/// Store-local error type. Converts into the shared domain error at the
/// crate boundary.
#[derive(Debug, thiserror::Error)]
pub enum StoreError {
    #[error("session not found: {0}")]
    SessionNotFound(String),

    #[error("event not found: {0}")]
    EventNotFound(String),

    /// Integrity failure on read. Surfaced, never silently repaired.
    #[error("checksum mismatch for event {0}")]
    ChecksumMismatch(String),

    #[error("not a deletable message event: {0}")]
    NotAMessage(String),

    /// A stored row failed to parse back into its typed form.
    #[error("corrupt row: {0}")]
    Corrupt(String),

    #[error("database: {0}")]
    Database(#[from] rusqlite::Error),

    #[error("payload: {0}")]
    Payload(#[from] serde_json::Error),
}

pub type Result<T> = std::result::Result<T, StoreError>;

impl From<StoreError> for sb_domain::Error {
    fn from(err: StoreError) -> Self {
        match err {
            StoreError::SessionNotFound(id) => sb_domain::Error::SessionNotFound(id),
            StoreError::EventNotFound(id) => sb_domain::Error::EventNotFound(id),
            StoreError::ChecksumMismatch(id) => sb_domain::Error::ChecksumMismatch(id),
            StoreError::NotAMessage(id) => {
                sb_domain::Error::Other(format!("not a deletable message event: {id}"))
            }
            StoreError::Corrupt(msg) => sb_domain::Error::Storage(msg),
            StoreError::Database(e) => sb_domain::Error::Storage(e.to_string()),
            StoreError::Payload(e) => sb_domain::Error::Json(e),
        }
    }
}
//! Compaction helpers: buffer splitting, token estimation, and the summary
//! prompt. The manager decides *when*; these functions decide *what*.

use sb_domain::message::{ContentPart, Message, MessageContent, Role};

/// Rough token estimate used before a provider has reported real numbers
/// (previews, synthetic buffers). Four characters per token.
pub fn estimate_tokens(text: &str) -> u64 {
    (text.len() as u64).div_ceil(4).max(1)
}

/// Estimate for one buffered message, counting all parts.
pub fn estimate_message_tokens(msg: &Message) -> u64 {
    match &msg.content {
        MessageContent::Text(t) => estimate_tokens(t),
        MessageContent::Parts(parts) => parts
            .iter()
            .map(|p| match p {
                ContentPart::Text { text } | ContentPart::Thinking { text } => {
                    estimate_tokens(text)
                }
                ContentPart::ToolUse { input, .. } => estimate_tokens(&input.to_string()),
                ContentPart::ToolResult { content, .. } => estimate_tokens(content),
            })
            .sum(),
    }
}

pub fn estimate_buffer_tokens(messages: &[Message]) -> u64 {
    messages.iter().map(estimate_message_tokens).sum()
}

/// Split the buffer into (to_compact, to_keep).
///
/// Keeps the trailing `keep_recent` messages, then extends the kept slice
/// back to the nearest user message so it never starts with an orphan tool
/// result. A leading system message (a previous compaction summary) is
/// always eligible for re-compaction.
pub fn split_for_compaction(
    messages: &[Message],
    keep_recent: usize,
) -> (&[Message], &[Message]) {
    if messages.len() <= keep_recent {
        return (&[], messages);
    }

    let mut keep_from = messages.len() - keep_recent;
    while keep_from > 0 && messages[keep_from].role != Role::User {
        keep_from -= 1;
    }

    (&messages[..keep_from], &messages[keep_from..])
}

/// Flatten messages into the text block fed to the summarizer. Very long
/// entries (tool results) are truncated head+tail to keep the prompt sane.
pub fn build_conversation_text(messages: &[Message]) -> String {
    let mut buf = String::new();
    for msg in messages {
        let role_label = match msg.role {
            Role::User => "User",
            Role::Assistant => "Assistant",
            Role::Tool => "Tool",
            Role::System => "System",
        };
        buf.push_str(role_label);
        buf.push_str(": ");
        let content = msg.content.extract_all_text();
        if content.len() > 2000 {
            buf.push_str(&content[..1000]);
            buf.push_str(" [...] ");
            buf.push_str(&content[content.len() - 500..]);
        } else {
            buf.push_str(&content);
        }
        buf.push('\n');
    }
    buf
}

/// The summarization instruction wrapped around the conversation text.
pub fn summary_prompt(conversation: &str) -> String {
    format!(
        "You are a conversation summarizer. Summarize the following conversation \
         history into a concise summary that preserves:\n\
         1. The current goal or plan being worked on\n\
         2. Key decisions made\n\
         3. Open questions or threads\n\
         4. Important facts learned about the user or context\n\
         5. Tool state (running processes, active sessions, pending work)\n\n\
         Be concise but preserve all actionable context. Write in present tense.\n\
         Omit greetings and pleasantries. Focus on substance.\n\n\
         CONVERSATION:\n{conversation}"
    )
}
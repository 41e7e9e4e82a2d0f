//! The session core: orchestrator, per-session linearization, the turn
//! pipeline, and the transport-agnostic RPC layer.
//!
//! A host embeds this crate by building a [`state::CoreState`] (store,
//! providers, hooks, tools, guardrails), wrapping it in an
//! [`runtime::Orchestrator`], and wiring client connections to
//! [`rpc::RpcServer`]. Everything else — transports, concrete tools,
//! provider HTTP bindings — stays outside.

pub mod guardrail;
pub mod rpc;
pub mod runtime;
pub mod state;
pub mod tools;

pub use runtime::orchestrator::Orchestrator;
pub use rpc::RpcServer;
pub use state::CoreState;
###
_YOUR ASSIGNMENT:_
Each record shown above is to be given again exactly.

_ANSWER SPACE:_
/// Store-local error type. Converts into the shared domain error at the
/// crate boundary.
#[derive(Debug, thiserror::Error)]
pub enum StoreError {
    #[error("session not found: {0}")]
    SessionNotFound(String),

    #[error("event not found: {0}")]
    EventNotFound(String),

    /// Integrity failure on read. Surfaced, never silently repaired.
    #[error("checksum mismatch for event {0}")]
    ChecksumMismatch(String),

    #[error("not a deletable message event: {0}")]
    NotAMessage(String),

    /// A stored row failed to parse back into its typed form.
    #[error("corrupt row: {0}")]
    Corrupt(String),

    #[error("database: {0}")]
    Database(#[from] rusqlite::Error),

    #[error("payload: {0}")]
    Payload(#[from] serde_json::Error),
}

pub type Result<T> = std::result::Result<T, StoreError>;

impl From<StoreError> for sb_domain::Error {
    fn from(err: StoreError) -> Self {
        match err {
            StoreError::SessionNotFound(id) => sb_domain::Error::SessionNotFound(id),
            StoreError::EventNotFound(id) => sb_domain::Error::EventNotFound(id),
            StoreError::ChecksumMismatch(id) => sb_domain::Error::ChecksumMismatch(id),
            StoreError::NotAMessage(id) => {
                sb_domain::Error::Other(format!("not a deletable message event: {id}"))
            }
            StoreError::Corrupt(msg) => sb_domain::Error::Storage(msg),
            StoreError::Database(e) => sb_domain::Error::Storage(e.to_string()),
            StoreError::Payload(e) => sb_domain::Error::Json(e),
        }
    }
}
//! Compaction helpers: buffer splitting, token estimation, and the summary
//! prompt. The manager decides *when*; these functions decide *what*.

use sb_domain::message::{ContentPart, Message, MessageContent, Role};

/// Rough token estimate used before a provider has reported real numbers
/// (previews, synthetic buffers). Four characters per token.
pub fn estimate_tokens(text: &str) -> u64 {
    (text.len() as u64).div_ceil(4).max(1)
}

/// Estimate for one buffered message, counting all parts.
pub fn estimate_message_tokens(msg: &Message) -> u64 {
    match &msg.content {
        MessageContent::Text(t) => estimate_tokens(t),
        MessageContent::Parts(parts) => parts
            .iter()
            .map(|p| match p {
                ContentPart::Text { text } | ContentPart::Thinking { text } => {
                    estimate_tokens(text)
                }
                ContentPart::ToolUse { input, .. } => estimate_tokens(&input.to_string()),
                ContentPart::ToolResult { content, .. } => estimate_tokens(content),
            })
            .sum(),
    }
}

pub fn estimate_buffer_tokens(messages: &[Message]) -> u64 {
    messages.iter().map(estimate_message_tokens).sum()
}

/// Split the buffer into (to_compact, to_keep).
///
/// Keeps the trailing `keep_recent` messages, then extends the kept slice
/// back to the nearest user message so it never starts with an orphan tool
/// result. A leading system message (a previous compaction summary) is
/// always eligible for re-compaction.
pub fn split_for_compaction(
    messages: &[Message],
    keep_recent: usize,
) -> (&[Message], &[Message]) {
    if messages.len() <= keep_recent {
        return (&[], messages);
    }

    let mut keep_from = messages.len() - keep_recent;
    while keep_from > 0 && messages[keep_from].role != Role::User {
        keep_from -= 1;
    }

    (&messages[..keep_from], &messages[keep_from..])
}

/// Flatten messages into the text block fed to the summarizer. Very long
/// entries (tool results) are truncated head+tail to keep the prompt sane.
pub fn build_conversation_text(messages: &[Message]) -> String {
    let mut buf = String::new();
    for msg in messages {
        let role_label = match msg.role {
            Role::User => "User",
            Role::Assistant => "Assistant",
            Role::Tool => "Tool",
            Role::System => "System",
        };
        buf.push_str(role_label);
        buf.push_str(": ");
        let content = msg.content.extract_all_text();
        if content.len() > 2000 {
            buf.push_str(&content[..1000]);
            buf.push_str(" [...] ");
            buf.push_str(&content[content.len() - 500..]);
        } else {
            buf.push_str(&content);
        }
        buf.push('\n');
    }
    buf
}

/// The summarization instruction wrapped around the conversation text.
pub fn summary_prompt(conversation: &str) -> String {
    format!(
        "You are a conversation summarizer. Summarize the following conversation \
         history into a concise summary that preserves:\n\
         1. The current goal or plan being worked on\n\
         2. Key decisions made\n\
         3. Open questions or threads\n\
         4. Important facts learned about the user or context\n\
         5. Tool state (running processes, active sessions, pending work)\n\n\
         Be concise but preserve all actionable context. Write in present tense.\n\
         Omit greetings and pleasantries. Focus on substance.\n\n\
         CONVERSATION:\n{conversation}"
    )
}
repository 41e7e9e4e82a2d0f
//! The session core: orchestrator, per-session linearization, the turn
//! pipeline, and the transport-agnostic RPC layer.
//!
//! A host embeds this crate by building a [`state::CoreState`] (store,
//! providers, hooks, tools, guardrails), wrapping it in an
//! [`runtime::Orchestrator`], and wiring client connections to
//! [`rpc::RpcServer`]. Everything else — transports, concrete tools,
//! provider HTTP bindings — stays outside.

pub mod guardrail;
pub mod rpc;
pub mod runtime;
pub mod state;
pub mod tools;

pub use runtime::orchestrator::Orchestrator;
pub use rpc::RpcServer;
pub use state::CoreState;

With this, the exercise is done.